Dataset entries

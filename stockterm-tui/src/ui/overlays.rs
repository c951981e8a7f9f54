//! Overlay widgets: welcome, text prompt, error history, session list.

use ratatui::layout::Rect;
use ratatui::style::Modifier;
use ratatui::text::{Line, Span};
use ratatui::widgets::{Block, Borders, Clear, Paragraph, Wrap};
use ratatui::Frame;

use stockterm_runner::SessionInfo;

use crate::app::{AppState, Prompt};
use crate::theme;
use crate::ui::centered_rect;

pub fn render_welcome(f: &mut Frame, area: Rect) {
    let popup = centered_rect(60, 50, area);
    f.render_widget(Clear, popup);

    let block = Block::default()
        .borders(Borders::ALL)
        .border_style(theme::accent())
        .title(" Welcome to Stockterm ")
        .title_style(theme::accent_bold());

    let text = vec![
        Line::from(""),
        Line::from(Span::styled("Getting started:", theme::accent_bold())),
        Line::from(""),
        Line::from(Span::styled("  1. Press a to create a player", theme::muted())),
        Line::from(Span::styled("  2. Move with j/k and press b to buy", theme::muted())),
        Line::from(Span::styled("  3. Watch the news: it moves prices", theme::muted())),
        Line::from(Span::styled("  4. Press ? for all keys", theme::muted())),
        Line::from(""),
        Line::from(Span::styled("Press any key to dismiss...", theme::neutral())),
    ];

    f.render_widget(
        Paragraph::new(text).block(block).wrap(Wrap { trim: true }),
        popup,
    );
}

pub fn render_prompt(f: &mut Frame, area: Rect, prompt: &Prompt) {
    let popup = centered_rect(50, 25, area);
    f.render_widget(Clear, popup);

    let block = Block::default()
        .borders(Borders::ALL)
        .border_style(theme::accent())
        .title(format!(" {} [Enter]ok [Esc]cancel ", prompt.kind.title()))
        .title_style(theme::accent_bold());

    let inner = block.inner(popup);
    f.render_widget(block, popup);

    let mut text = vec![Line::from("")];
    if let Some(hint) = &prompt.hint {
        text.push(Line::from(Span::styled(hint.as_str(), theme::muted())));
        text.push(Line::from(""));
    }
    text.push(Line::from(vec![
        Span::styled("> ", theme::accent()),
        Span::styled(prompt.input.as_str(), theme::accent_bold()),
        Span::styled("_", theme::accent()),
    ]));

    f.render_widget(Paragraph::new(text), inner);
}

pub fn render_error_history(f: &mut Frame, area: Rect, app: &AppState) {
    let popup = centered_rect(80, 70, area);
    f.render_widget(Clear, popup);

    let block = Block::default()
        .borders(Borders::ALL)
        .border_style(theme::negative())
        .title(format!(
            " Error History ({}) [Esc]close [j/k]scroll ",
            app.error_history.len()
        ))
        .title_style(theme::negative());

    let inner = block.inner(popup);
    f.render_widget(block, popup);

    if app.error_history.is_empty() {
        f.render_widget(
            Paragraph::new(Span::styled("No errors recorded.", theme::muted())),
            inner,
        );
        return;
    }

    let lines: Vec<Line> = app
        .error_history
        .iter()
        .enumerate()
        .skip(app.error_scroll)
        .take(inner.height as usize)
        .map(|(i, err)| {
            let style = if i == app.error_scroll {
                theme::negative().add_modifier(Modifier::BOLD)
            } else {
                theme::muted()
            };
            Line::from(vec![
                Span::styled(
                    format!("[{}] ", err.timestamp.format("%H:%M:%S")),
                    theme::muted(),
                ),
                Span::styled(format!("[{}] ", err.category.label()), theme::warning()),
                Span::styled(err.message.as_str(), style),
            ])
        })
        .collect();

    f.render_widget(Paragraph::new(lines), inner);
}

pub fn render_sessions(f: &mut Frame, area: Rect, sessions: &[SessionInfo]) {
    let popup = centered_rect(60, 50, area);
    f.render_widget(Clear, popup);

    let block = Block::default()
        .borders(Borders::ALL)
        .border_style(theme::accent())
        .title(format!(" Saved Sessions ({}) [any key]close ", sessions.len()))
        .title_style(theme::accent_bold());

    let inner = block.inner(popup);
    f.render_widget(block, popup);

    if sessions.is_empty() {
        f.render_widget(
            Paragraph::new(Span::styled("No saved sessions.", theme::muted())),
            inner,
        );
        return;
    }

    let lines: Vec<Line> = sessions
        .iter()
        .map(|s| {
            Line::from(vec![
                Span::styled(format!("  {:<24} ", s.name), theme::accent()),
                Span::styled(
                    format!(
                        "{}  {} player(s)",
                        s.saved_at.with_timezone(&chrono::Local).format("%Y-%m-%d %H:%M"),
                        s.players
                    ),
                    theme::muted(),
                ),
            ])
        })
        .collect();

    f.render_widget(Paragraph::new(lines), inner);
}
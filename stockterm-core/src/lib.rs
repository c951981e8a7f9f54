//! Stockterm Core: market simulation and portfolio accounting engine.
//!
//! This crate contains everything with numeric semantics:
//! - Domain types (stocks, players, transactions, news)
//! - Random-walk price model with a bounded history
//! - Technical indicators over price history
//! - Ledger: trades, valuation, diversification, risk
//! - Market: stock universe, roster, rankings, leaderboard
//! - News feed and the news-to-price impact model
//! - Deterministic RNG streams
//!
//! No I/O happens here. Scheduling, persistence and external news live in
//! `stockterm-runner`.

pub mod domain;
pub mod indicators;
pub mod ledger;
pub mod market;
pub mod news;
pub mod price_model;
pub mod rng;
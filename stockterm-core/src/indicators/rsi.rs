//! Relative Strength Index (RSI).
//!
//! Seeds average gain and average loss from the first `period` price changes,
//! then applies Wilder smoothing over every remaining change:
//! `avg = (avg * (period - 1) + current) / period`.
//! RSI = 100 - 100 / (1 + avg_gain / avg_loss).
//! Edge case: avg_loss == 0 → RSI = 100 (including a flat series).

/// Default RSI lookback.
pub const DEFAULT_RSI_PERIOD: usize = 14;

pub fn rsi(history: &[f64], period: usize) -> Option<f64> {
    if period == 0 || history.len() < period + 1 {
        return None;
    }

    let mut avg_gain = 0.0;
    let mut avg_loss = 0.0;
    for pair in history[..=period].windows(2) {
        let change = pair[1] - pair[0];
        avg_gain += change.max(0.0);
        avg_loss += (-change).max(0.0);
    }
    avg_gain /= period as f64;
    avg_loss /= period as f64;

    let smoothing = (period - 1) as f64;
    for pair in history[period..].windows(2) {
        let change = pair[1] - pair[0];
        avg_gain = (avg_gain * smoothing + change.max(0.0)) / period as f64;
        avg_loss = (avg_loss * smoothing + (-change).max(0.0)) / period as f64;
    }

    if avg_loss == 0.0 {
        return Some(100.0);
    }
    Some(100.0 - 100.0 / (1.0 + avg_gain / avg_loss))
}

* * *

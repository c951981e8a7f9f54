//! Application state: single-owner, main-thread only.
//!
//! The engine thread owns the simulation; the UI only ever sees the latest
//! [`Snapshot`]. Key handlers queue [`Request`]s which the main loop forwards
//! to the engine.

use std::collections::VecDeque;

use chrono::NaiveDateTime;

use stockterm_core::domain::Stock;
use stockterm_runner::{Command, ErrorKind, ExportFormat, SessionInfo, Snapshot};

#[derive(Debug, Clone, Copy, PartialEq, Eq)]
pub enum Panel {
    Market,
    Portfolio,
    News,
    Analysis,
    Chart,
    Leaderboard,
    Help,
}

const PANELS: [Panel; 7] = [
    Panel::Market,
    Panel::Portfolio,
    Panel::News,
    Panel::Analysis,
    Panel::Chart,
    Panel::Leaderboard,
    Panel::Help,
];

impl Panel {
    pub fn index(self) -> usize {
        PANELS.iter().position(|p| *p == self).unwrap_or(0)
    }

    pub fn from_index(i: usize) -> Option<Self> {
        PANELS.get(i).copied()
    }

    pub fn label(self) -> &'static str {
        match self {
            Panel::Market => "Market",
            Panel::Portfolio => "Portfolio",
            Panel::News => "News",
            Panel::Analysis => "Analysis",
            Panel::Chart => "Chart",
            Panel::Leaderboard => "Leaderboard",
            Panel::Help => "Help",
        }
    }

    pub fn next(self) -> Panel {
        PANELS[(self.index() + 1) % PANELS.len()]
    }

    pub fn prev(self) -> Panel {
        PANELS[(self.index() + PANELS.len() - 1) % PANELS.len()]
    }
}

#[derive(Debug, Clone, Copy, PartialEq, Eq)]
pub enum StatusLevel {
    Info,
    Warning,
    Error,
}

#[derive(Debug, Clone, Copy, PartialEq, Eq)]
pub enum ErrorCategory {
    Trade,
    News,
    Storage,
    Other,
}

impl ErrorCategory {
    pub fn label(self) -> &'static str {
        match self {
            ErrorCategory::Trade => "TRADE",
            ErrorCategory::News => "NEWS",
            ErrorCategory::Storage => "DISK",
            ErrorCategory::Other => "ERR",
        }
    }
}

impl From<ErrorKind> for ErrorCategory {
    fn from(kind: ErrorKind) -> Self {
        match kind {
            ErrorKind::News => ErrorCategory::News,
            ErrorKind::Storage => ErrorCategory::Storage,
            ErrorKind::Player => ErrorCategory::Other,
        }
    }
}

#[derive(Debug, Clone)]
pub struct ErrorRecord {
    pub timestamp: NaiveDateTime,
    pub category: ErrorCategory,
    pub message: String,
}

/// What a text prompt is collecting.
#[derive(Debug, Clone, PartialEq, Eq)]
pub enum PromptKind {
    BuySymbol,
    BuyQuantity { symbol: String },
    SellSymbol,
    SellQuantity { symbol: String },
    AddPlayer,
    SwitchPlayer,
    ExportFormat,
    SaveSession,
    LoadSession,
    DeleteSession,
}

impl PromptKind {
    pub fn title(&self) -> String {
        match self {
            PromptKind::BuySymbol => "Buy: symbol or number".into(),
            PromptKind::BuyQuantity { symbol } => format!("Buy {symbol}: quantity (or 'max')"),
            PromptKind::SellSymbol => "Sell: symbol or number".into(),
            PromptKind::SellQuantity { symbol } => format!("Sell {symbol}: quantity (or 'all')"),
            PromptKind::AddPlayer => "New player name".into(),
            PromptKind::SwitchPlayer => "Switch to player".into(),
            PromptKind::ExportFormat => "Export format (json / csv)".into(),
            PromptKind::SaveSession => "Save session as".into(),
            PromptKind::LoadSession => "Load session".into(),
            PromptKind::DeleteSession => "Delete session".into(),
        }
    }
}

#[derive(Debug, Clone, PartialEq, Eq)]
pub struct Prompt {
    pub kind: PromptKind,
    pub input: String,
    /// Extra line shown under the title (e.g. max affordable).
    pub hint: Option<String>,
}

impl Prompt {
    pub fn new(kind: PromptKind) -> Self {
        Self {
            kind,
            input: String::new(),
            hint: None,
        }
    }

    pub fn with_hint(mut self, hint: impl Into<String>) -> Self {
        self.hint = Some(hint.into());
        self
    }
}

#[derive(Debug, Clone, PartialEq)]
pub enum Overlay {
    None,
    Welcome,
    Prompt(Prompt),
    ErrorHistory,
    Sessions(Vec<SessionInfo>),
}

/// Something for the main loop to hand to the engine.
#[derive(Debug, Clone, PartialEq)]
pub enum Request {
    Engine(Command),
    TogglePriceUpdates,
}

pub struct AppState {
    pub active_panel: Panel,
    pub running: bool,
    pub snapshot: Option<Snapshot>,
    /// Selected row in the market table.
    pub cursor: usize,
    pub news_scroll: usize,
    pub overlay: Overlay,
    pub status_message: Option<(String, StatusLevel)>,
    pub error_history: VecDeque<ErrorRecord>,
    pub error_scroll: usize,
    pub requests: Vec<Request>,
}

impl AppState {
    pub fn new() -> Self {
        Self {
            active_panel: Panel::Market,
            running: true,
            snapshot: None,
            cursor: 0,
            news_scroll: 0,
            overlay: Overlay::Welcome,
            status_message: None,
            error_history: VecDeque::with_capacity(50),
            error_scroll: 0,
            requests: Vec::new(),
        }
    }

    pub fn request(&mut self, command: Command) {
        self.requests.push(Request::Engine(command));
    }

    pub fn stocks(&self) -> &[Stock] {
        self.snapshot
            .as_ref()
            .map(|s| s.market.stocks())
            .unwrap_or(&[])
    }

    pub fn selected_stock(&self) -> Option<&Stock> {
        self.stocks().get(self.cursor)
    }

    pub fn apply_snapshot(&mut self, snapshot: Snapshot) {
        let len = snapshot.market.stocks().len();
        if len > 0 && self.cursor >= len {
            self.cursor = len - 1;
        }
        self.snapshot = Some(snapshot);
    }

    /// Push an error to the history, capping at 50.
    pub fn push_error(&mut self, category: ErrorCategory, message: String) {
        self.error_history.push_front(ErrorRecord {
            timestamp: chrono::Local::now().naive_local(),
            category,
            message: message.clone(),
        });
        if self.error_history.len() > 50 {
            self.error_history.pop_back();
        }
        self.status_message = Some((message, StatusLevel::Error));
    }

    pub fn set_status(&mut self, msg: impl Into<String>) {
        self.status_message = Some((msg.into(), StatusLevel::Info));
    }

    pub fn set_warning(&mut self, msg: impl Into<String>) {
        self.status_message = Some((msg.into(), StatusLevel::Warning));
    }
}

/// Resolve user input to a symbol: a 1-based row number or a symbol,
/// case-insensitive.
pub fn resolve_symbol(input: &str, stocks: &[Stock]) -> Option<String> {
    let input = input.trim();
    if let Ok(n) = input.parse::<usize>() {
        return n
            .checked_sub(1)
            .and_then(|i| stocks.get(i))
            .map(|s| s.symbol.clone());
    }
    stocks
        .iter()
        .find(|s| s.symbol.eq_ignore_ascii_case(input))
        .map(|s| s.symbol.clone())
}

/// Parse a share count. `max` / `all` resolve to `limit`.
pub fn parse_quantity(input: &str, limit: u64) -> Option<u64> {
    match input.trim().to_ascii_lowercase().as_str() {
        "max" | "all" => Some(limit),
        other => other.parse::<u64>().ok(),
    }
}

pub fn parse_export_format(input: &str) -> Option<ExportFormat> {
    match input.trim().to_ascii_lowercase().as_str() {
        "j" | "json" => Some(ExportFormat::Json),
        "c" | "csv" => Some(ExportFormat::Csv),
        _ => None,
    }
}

■ TRY IT
Find all lines holding the word "thread" in the records above and copy them.

■ YOUR SOLUTION
//! Application state: single-owner, main-thread only.
//! The engine thread owns the simulation; the UI only ever sees the latest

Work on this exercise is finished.